Location
- Bosques de Doña Rosa Ciudad Cariari, La Asunción, Heredia Costa Rica

Information
- School type: Non-profit, Private international school
- Established: 1970
- Status: Open
- Grades: Preschool–Grade 12
- Gender: Coeducational
- Age range: 3–18
- Enrollment: Approximately 250
- Language: English
- Campus type: Suburban
- Nickname: AIS
- Accreditation: Cognia; Ministry of Public Education (Costa Rica)

= American International School of Costa Rica =

Private international school in Costa Rica

American International School of Costa Rica (AIS) is a private, non-profit international school located in Ciudad Cariari, La Asunción District, Belén Canton, Heredia Province, Costa Rica. Founded in 1970, the school provides an English-language education from preschool through Grade 12 based primarily on the American educational system while also meeting the academic requirements established by Costa Rica's Ministry of Public Education (Ministerio de Educación Pública, MEP).
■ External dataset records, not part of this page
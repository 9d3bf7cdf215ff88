use base64::{
    alphabet,
    engine::{
        general_purpose::{GeneralPurpose, GeneralPurposeConfig, STANDARD},
        DecodePaddingMode,
    },
    Engine,
};

use super::AuthError;

/// Platform tags in login-method priority order.
const PLATFORM_PRIORITY: &[(&str, &str)] = &[
    ("REGISTERED_PLATFORM_EMAIL", "email"),
    ("REGISTERED_PLATFORM_GOOGLE", "google"),
    ("REGISTERED_PLATFORM_APPLE", "apple"),
    ("REGISTERED_PLATFORM_MICROSOFT", "microsoft"),
    ("REGISTERED_PLATFORM_AZURE", "microsoft"),
    ("REGISTERED_PLATFORM_GITHUB", "github"),
];

/// Standard alphabet that accepts padded and unpadded input alike.
const LENIENT: GeneralPurpose = GeneralPurpose::new(
    &alphabet::STANDARD,
    GeneralPurposeConfig::new()
        .with_decode_padding_mode(DecodePaddingMode::Indifferent)
        .with_decode_allow_trailing_bits(true),
);

pub fn is_non_empty(value: &str) -> bool {
    !value.is_empty()
}

/// Collapses provider platform tags into a single login method label.
///
/// A non-empty `fallback` wins. Otherwise the highest-priority known tag is
/// used, then the first listed tag lower-cased, then `None`.
pub fn derive_login_method(platforms: &[&str], fallback: Option<&str>) -> Option<String> {
    if let Some(fallback) = fallback.filter(|f| is_non_empty(f)) {
        return Some(fallback.to_string());
    }

    PLATFORM_PRIORITY
        .iter()
        .find(|(tag, _)| platforms.contains(tag))
        .map(|(_, label)| label.to_string())
        .or_else(|| platforms.first().map(|first| first.to_lowercase()))
}

/// Decodes the OAuth `state` parameter into the redirect URI it carries.
///
/// Padding is optional.
pub fn decode_state(state: &str) -> Result<String, AuthError> {
    let bytes = LENIENT
        .decode(state.trim())
        .map_err(|_| AuthError::InvalidState)?;
    String::from_utf8(bytes).map_err(|_| AuthError::InvalidState)
}

/// Encodes a redirect URI as an OAuth `state` parameter.
pub fn encode_state(redirect_uri: &str) -> String {
    STANDARD.encode(redirect_uri)
}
AIS serves both Costa Rican and international families and has historically enrolled students representing dozens of nationalities. The school offers a college-preparatory curriculum intended to prepare graduates for admission to universities in Costa Rica, the United States, and other countries.

The institution is accredited by Cognia and recognized by Costa Rica's Ministry of Public Education.

==History==

The American International School of Costa Rica was founded in 1970 by a group of parents seeking an English-language educational program based on the American curriculum for children living in Costa Rica.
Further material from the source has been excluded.